Worthan’s sons have served a total of 48 months in combat in the Middle East and according to Worthan both were "angered" when they heard about the Imam’s prayer.
Worthan’s comments came after Representative Ako Abdul-Samad, a Democrat from Des Moines who invited the Imam to the statehouse, stood on the House floor to defend the Imam’s reference to "those who disbelieve."
"That was not said toward Christians. When we talk about disbelievers, we talk about the Sadam Husseins. We talk about the bin Ladens. We talk about the Timothy McVeighs. We talk about those who take life or do things that are against one another, that they don’t have that belief," Abul-Samad said. "…We are each other’s brothers. We are each others’ sisters."
Abdul-Samad appealed for tolerance and offered to answer any questions about the Muslim faith that may have been raised by the prayer. "Do you think as your colleague I would allow someone at the time to disrespect you?" Abdul-Samad asked. "I would not allow that. I would have stopped it on the spot because that is the way I am taught."
Worthan told Abdul-Samad that tolerance "was a two-way street." "Representative Adbul-Samad you and I have never had a conversation, I don’t believe. We don’t serve on any of the same committees," Worthan said. "…I’ll reiterate what you said: everything’s about perception. It’s about perception."

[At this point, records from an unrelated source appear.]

//! Shared test utilities for the filemap workspace.
//!
//! Dev-dependency only, never published.
//!
//! # Modules
//!
//! - [`fixture`]: [`FixtureDir`] temporary directory with file helpers
//! - [`line_driver`]: [`LineDriver`], a scripted format driver with
//!   failure injection and call counters

pub mod fixture;
pub mod line_driver;

pub use fixture::FixtureDir;
pub use line_driver::{DriverProbe, LineDriver};
//! PowerPoint authoring tools
//!
//! New presentations are written from a minimal package: one blank master,
//! one blank layout and a theme, at 10 x 7.5 inches. Slides are added as
//! text boxes, so every slide round-trips through `read_slide_text`.

use quick_xml::escape::escape;
use regex::Regex;
use serde_json::{json, Value};
use std::io::{Cursor, Read, Write};
use std::path::{Path, PathBuf};
use std::sync::LazyLock;
use tracing::debug;

use crate::error::ToolError;
use crate::formatting::split_list;
use crate::tools::filesystem::{
    ensure_parent, path_to_display, resolve_existing, resolve_in_workspace,
};
use crate::tools::{optional_str, require_str, BoxFuture, Tool, ToolOutput};

use super::pptx::{slide_number, slide_parts};
use super::{expect_format, DocumentFormat};

const EMU_PER_INCH: f64 = 914_400.0;

const NS: &str = r#"xmlns:a="http://schemas.openxmlformats.org/drawingml/2006/main" xmlns:r="http://schemas.openxmlformats.org/officeDocument/2006/relationships" xmlns:p="http://schemas.openxmlformats.org/presentationml/2006/main""#;

const REL_NS: &str = "http://schemas.openxmlformats.org/package/2006/relationships";
const REL_TYPE: &str = "http://schemas.openxmlformats.org/officeDocument/2006/relationships";
const SLIDE_CONTENT_TYPE: &str =
    "application/vnd.openxmlformats-officedocument.presentationml.slide+xml";

const CONTENT_TYPES: &str = r#"<?xml version="1.0" encoding="UTF-8" standalone="yes"?>
<Types xmlns="http://schemas.openxmlformats.org/package/2006/content-types"><Default Extension="rels" ContentType="application/vnd.openxmlformats-package.relationships+xml"/><Default Extension="xml" ContentType="application/xml"/><Override PartName="/ppt/presentation.xml" ContentType="application/vnd.openxmlformats-officedocument.presentationml.presentation.main+xml"/><Override PartName="/ppt/slideMasters/slideMaster1.xml" ContentType="application/vnd.openxmlformats-officedocument.presentationml.slideMaster+xml"/><Override PartName="/ppt/slideLayouts/slideLayout1.xml" ContentType="application/vnd.openxmlformats-officedocument.presentationml.slideLayout+xml"/><Override PartName="/ppt/theme/theme1.xml" ContentType="application/vnd.openxmlformats-officedocument.theme+xml"/></Types>"#;

const THEME: &str = r#"<?xml version="1.0" encoding="UTF-8" standalone="yes"?>
<a:theme xmlns:a="http://schemas.openxmlformats.org/drawingml/2006/main" name="Office Theme"><a:themeElements><a:clrScheme name="Office"><a:dk1><a:sysClr val="windowText" lastClr="000000"/></a:dk1><a:lt1><a:sysClr val="window" lastClr="FFFFFF"/></a:lt1><a:dk2><a:srgbClr val="1F497D"/></a:dk2><a:lt2><a:srgbClr val="EEECE1"/></a:lt2><a:accent1><a:srgbClr val="4F81BD"/></a:accent1><a:accent2><a:srgbClr val="C0504D"/></a:accent2><a:accent3><a:srgbClr val="9BBB59"/></a:accent3><a:accent4><a:srgbClr val="8064A2"/></a:accent4><a:accent5><a:srgbClr val="4BACC6"/></a:accent5><a:accent6><a:srgbClr val="F79646"/></a:accent6><a:hlink><a:srgbClr val="0000FF"/></a:hlink><a:folHlink><a:srgbClr val="800080"/></a:folHlink></a:clrScheme><a:fontScheme name="Office"><a:majorFont><a:latin typeface="Calibri"/><a:ea typeface=""/><a:cs typeface=""/></a:majorFont><a:minorFont><a:latin typeface="Calibri"/><a:ea typeface=""/><a:cs typeface=""/></a:minorFont></a:fontScheme><a:fmtScheme name="Office"><a:fillStyleLst><a:solidFill><a:schemeClr val="phClr"/></a:solidFill><a:solidFill><a:schemeClr val="phClr"/></a:solidFill><a:solidFill><a:schemeClr val="phClr"/></a:solidFill></a:fillStyleLst><a:lnStyleLst><a:ln w="9525"><a:solidFill><a:schemeClr val="phClr"/></a:solidFill></a:ln><a:ln w="25400"><a:solidFill><a:schemeClr val="phClr"/></a:solidFill></a:ln><a:ln w="38100"><a:solidFill><a:schemeClr val="phClr"/></a:solidFill></a:ln></a:lnStyleLst><a:effectStyleLst><a:effectStyle><a:effectLst/></a:effectStyle><a:effectStyle><a:effectLst/></a:effectStyle><a:effectStyle><a:effectLst/></a:effectStyle></a:effectStyleLst><a:bgFillStyleLst><a:solidFill><a:schemeClr val="phClr"/></a:solidFill><a:solidFill><a:schemeClr val="phClr"/></a:solidFill><a:solidFill><a:schemeClr val="phClr"/></a:solidFill></a:bgFillStyleLst></a:fmtScheme></a:themeElements></a:theme>"#;

/// Group shape properties every shape tree starts with
const TREE_ROOT: &str = r#"<p:nvGrpSpPr><p:cNvPr id="1" name=""/><p:cNvGrpSpPr/><p:nvPr/></p:nvGrpSpPr><p:grpSpPr/>"#;

static RELATIONSHIP_ID: LazyLock<Regex> =
    LazyLock::new(|| Regex::new(r#"Id="rId(\d+)""#).expect("relationship id pattern is valid"));

static SLIDE_ID: LazyLock<Regex> = LazyLock::new(|| {
    Regex::new(r#"<p:sldId\b[^>]*\bid="(\d+)""#).expect("slide id pattern is valid")
});

static SHAPE_ID: LazyLock<Regex> = LazyLock::new(|| {
    Regex::new(r#"<p:cNvPr\b[^>]*\bid="(\d+)""#).expect("shape id pattern is valid")
});

/// Largest number captured by `pattern` in `xml`
fn max_captured(pattern: &Regex, xml: &str) -> Option<u32> {
    pattern
        .captures_iter(xml)
        .filter_map(|caps| caps.get(1)?.as_str().parse().ok())
        .max()
}

fn relationships(entries: &[(&str, &str, &str)]) -> String {
    let body: String = entries
        .iter()
        .map(|(id, kind, target)| {
            format!(
                r#"<Relationship Id="{}" Type="{}/{}" Target="{}"/>"#,
                id, REL_TYPE, kind, target
            )
        })
        .collect();
    format!(
        r#"<?xml version="1.0" encoding="UTF-8" standalone="yes"?>
<Relationships xmlns="{}">{}</Relationships>"#,
        REL_NS, body
    )
}

/// Splice `insert` in front of the last occurrence of `closing`
fn insert_before(xml: &str, closing: &str, insert: &str) -> Result<String, ToolError> {
    let at = xml.rfind(closing).ok_or_else(|| {
        ToolError::ExecutionFailed(format!("Malformed presentation part: missing {}", closing))
    })?;
    Ok(format!("{}{}{}", &xml[..at], insert, &xml[at..]))
}

/// Every part of a zip package, in archive order
#[derive(Debug, Default)]
struct Package {
    parts: Vec<(String, Vec<u8>)>,
}

impl Package {
    /// The blank presentation every new file starts from
    fn blank() -> Self {
        let mut package = Self::default();
        package.put("[Content_Types].xml", CONTENT_TYPES);
        package.put(
            "_rels/.rels",
            relationships(&[("rId1", "officeDocument", "ppt/presentation.xml")]),
        );
        package.put(
            "ppt/presentation.xml",
            format!(
                r#"<?xml version="1.0" encoding="UTF-8" standalone="yes"?>
<p:presentation {}><p:sldMasterIdLst><p:sldMasterId id="2147483648" r:id="rId1"/></p:sldMasterIdLst><p:sldIdLst></p:sldIdLst><p:sldSz cx="9144000" cy="6858000" type="screen4x3"/><p:notesSz cx="6858000" cy="9144000"/></p:presentation>"#,
                NS
            ),
        );
        package.put(
            "ppt/_rels/presentation.xml.rels",
            relationships(&[
                ("rId1", "slideMaster", "slideMasters/slideMaster1.xml"),
                ("rId2", "theme", "theme/theme1.xml"),
            ]),
        );
        package.put(
            "ppt/slideMasters/slideMaster1.xml",
            format!(
                r#"<?xml version="1.0" encoding="UTF-8" standalone="yes"?>
<p:sldMaster {}><p:cSld><p:spTree>{}</p:spTree></p:cSld><p:clrMap bg1="lt1" tx1="dk1" bg2="lt2" tx2="dk2" accent1="accent1" accent2="accent2" accent3="accent3" accent4="accent4" accent5="accent5" accent6="accent6" hlink="hlink" folHlink="folHlink"/><p:sldLayoutIdLst><p:sldLayoutId id="2147483649" r:id="rId1"/></p:sldLayoutIdLst></p:sldMaster>"#,
                NS, TREE_ROOT
            ),
        );
        package.put(
            "ppt/slideMasters/_rels/slideMaster1.xml.rels",
            relationships(&[
                ("rId1", "slideLayout", "../slideLayouts/slideLayout1.xml"),
                ("rId2", "theme", "../theme/theme1.xml"),
            ]),
        );
        package.put(
            "ppt/slideLayouts/slideLayout1.xml",
            format!(
                r#"<?xml version="1.0" encoding="UTF-8" standalone="yes"?>
<p:sldLayout {} type="blank" preserve="1"><p:cSld name="Blank"><p:spTree>{}</p:spTree></p:cSld><p:clrMapOvr><a:masterClrMapping/></p:clrMapOvr></p:sldLayout>"#,
                NS, TREE_ROOT
            ),
        );
        package.put(
            "ppt/slideLayouts/_rels/slideLayout1.xml.rels",
            relationships(&[("rId1", "slideMaster", "../slideMasters/slideMaster1.xml")]),
        );
        package.put("ppt/theme/theme1.xml", THEME);
        package
    }

    fn read(path: &Path) -> Result<Self, ToolError> {
        let bytes = std::fs::read(path)?;
        let mut archive = zip::ZipArchive::new(Cursor::new(bytes))
            .map_err(|e| ToolError::failed("Failed to open PPTX archive", e))?;

        let mut parts = Vec::with_capacity(archive.len());
        for i in 0..archive.len() {
            let mut entry = archive
                .by_index(i)
                .map_err(|e| ToolError::failed("Failed to read PPTX entry", e))?;
            if entry.is_dir() {
                continue;
            }
            let mut body = Vec::new();
            entry.read_to_end(&mut body)?;
            parts.push((entry.name().to_string(), body));
        }
        Ok(Self { parts })
    }

    fn write(&self, path: &Path) -> Result<(), ToolError> {
        let failed = |e: zip::result::ZipError| ToolError::failed("Failed to write PPTX", e);
        let mut zip = zip::ZipWriter::new(Cursor::new(Vec::new()));
        let options = zip::write::SimpleFileOptions::default();
        for (name, body) in &self.parts {
            zip.start_file(name.as_str(), options).map_err(failed)?;
            zip.write_all(body)?;
        }
        let bytes = zip.finish().map_err(failed)?.into_inner();
        std::fs::write(path, bytes)?;
        debug!(path = %path_to_display(path), parts = self.parts.len(), "Saved presentation");
        Ok(())
    }

    fn text(&self, name: &str) -> Result<String, ToolError> {
        let (_, body) = self
            .parts
            .iter()
            .find(|(part, _)| part == name)
            .ok_or_else(|| ToolError::ExecutionFailed(format!("Missing package part {}", name)))?;
        String::from_utf8(body.clone())
            .map_err(|e| ToolError::failed(format!("Package part {} is not UTF-8", name), e))
    }

    /// Replace a part, or append it when new
    fn put(&mut self, name: &str, body: impl Into<Vec<u8>>) {
        let body = body.into();
        match self.parts.iter_mut().find(|(part, _)| part == name) {
            Some((_, existing)) => *existing = body,
            None => self.parts.push((name.to_string(), body)),
        }
    }

    fn slides(&self) -> Vec<String> {
        slide_parts(self.parts.iter().map(|(name, _)| name.as_str()))
    }

    /// Append a slide holding `shapes` and return its 0-based index
    fn append_slide(&mut self, shapes: &str) -> Result<usize, ToolError> {
        let number = self
            .parts
            .iter()
            .filter_map(|(name, _)| slide_number(name))
            .max()
            .unwrap_or(0)
            + 1;
        let part = format!("ppt/slides/slide{}.xml", number);

        self.put(
            &part,
            format!(
                r#"<?xml version="1.0" encoding="UTF-8" standalone="yes"?>
<p:sld {}><p:cSld><p:spTree>{}{}</p:spTree></p:cSld><p:clrMapOvr><a:masterClrMapping/></p:clrMapOvr></p:sld>"#,
                NS, TREE_ROOT, shapes
            ),
        );
        self.put(
            &format!("ppt/slides/_rels/slide{}.xml.rels", number),
            relationships(&[("rId1", "slideLayout", "../slideLayouts/slideLayout1.xml")]),
        );

        let types = self.text("[Content_Types].xml")?;
        let types = insert_before(
            &types,
            "</Types>",
            &format!(
                r#"<Override PartName="/{}" ContentType="{}"/>"#,
                part, SLIDE_CONTENT_TYPE
            ),
        )?;
        self.put("[Content_Types].xml", types);

        let rels = self.text("ppt/_rels/presentation.xml.rels")?;
        let rel_id = format!("rId{}", max_captured(&RELATIONSHIP_ID, &rels).unwrap_or(0) + 1);
        let rels = insert_before(
            &rels,
            "</Relationships>",
            &format!(
                r#"<Relationship Id="{}" Type="{}/slide" Target="slides/slide{}.xml"/>"#,
                rel_id, REL_TYPE, number
            ),
        )?;
        self.put("ppt/_rels/presentation.xml.rels", rels);

        let presentation = self.text("ppt/presentation.xml")?;
        let slide_id = max_captured(&SLIDE_ID, &presentation).map_or(256, |id| id + 1);
        let entry = format!(r#"<p:sldId id="{}" r:id="{}"/>"#, slide_id, rel_id);
        let presentation = if presentation.contains("</p:sldIdLst>") {
            insert_before(&presentation, "</p:sldIdLst>", &entry)?
        } else if presentation.contains("<p:sldIdLst/>") {
            presentation.replacen("<p:sldIdLst/>", &format!("<p:sldIdLst>{}</p:sldIdLst>", entry), 1)
        } else {
            let list = format!("<p:sldIdLst>{}</p:sldIdLst>", entry);
            let at = presentation
                .find("</p:sldMasterIdLst>")
                .map(|i| i + "</p:sldMasterIdLst>".len())
                .ok_or_else(|| {
                    ToolError::ExecutionFailed("Malformed presentation: no slide master list".into())
                })?;
            format!("{}{}{}", &presentation[..at], list, &presentation[at..])
        };
        self.put("ppt/presentation.xml", presentation);

        let slides = self.slides();
        Ok(slides.iter().position(|s| *s == part).unwrap_or(slides.len() - 1))
    }
}
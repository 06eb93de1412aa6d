//! Write and append file tools

use serde_json::{json, Value};
use std::path::PathBuf;
use tokio::io::AsyncWriteExt;

use crate::error::ToolError;
use crate::tools::{require_str, BoxFuture, Tool, ToolOutput};

use super::{ensure_parent, path_to_display, resolve_in_workspace};

/// Tool for writing file contents, replacing what was there
pub struct WriteFile {
    workspace: PathBuf,
}

impl WriteFile {
    pub fn new(workspace: PathBuf) -> Self {
        Self { workspace }
    }
}

impl Tool for WriteFile {
    fn name(&self) -> &str {
        "write_file"
    }

    fn description(&self) -> &str {
        "Write text content to a file (UTF-8). Creates parent dirs if needed."
    }

    fn parameters_schema(&self) -> Value {
        crate::tool_params!(
            path: "string" => "File path (relative to workspace)",
            content: "string" => "The content to write to the file",
        )
    }

    fn execute(&self, params: Value) -> BoxFuture<'_, Result<ToolOutput, ToolError>> {
        Box::pin(async move {
            let path = resolve_in_workspace(&self.workspace, require_str(&params, "path")?)?;
            let content = require_str(&params, "content")?;

            ensure_parent(&path).await?;
            tokio::fs::write(&path, content).await?;

            Ok(ToolOutput::success(json!({
                "status": "ok",
                "path": path_to_display(&path),
                "bytes_written": content.len()
            })))
        })
    }
}

/// Tool for appending to a file, creating it if needed
pub struct AppendFile {
    workspace: PathBuf,
}

impl AppendFile {
    pub fn new(workspace: PathBuf) -> Self {
        Self { workspace }
    }
}

impl Tool for AppendFile {
    fn name(&self) -> &str {
        "append_file"
    }

    fn description(&self) -> &str {
        "Append text to a file (UTF-8). Creates file and parent dirs if needed."
    }

    fn parameters_schema(&self) -> Value {
        crate::tool_params!(
            path: "string" => "File path (relative to workspace)",
            content: "string" => "The text to append",
        )
    }

    fn execute(&self, params: Value) -> BoxFuture<'_, Result<ToolOutput, ToolError>> {
        Box::pin(async move {
            let path = resolve_in_workspace(&self.workspace, require_str(&params, "path")?)?;
            let content = require_str(&params, "content")?;

            ensure_parent(&path).await?;
            let mut file = tokio::fs::OpenOptions::new()
                .create(true)
                .append(true)
                .open(&path)
                .await?;
            file.write_all(content.as_bytes()).await?;
            file.flush().await?;

            Ok(ToolOutput::success(json!({
                "status": "ok",
                "path": path_to_display(&path),
                "bytes_written": content.len()
            })))
        })
    }
}
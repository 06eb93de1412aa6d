//! Document processing tools: reading and authoring PDF, Excel, Word and
//! PowerPoint files

mod excel;
mod excel_edit;
mod pdf;
mod pptx;
mod pptx_edit;
mod word;
mod word_edit;

pub use excel::{ListSheets, ReadCell, ReadSheet, SearchValue, WorkbookInfo};
pub use excel_edit::{AddSheet, ClearRange, CreateWorkbook, DeleteSheet, WriteCell, WriteRows};
pub use pdf::{CreatePdf, ExtractPdfPage, ExtractPdfText, MergePdfs, PdfInfo, RotatePdf, SplitPdf};
pub use pptx::{ReadSlideText, SlideCount};
pub use pptx_edit::{
    AddBlankSlide, AddContentSlide, AddTextBox, AddTitleSlide, CreatePresentation,
};
pub use word::ReadWordDocument;
pub use word_edit::{
    AddBulletList, AddHeading, AddPageBreak, AddParagraph, AddTable, CreateWordDocument,
    SetTableCell,
};

use std::path::Path;

use crate::error::ToolError;
use crate::tools::filesystem::extension_of;

/// Supported document formats
#[derive(Debug, Clone, Copy, PartialEq, Eq)]
pub enum DocumentFormat {
    Pdf,
    Word,
    Excel,
    PowerPoint,
    Unknown,
}

impl DocumentFormat {
    pub fn from_extension(ext: &str) -> Self {
        match ext.to_lowercase().as_str() {
            "pdf" => Self::Pdf,
            "docx" => Self::Word,
            "xlsx" | "xlsm" | "xlsb" | "xls" | "ods" => Self::Excel,
            "pptx" => Self::PowerPoint,
            _ => Self::Unknown,
        }
    }

    pub fn from_path(path: &Path) -> Self {
        Self::from_extension(&extension_of(path))
    }

    fn label(&self) -> &'static str {
        match self {
            Self::Pdf => "PDF (.pdf)",
            Self::Word => "Word (.docx)",
            Self::Excel => "Excel (.xlsx, .xls, .ods)",
            Self::PowerPoint => "PowerPoint (.pptx)",
            Self::Unknown => "unknown",
        }
    }
}

/// Reject a file whose extension does not match the tool's format
pub(crate) fn expect_format(path: &Path, expected: DocumentFormat) -> Result<(), ToolError> {
    if DocumentFormat::from_path(path) == expected {
        return Ok(());
    }
    Err(ToolError::InvalidParams(format!(
        "Expected a {} file, got .{}",
        expected.label(),
        extension_of(path)
    )))
}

It was Imam Muhammad Khan of the Islamic Center of Des Moines who delivered the opening day prayer in the Iowa House which has spawned the controversy. "I seek refuge in God against the accursed Satan in the name of God, most gracious, most merciful," Khan said in English at the beginning of his prayer. Khan called God the "master of the day of judgment" and asked for "victory over those who disbelieve."
Each day the Iowa House and Senate open with a prayer, often delivered by a cleric who is the guest of a legislator. House Republican Leader Christopher Rants says there’s no move afoot to end the long-standing practice of praying to start the day. Rants says having watched the legislative process up close, "We are all in need of a little prayer."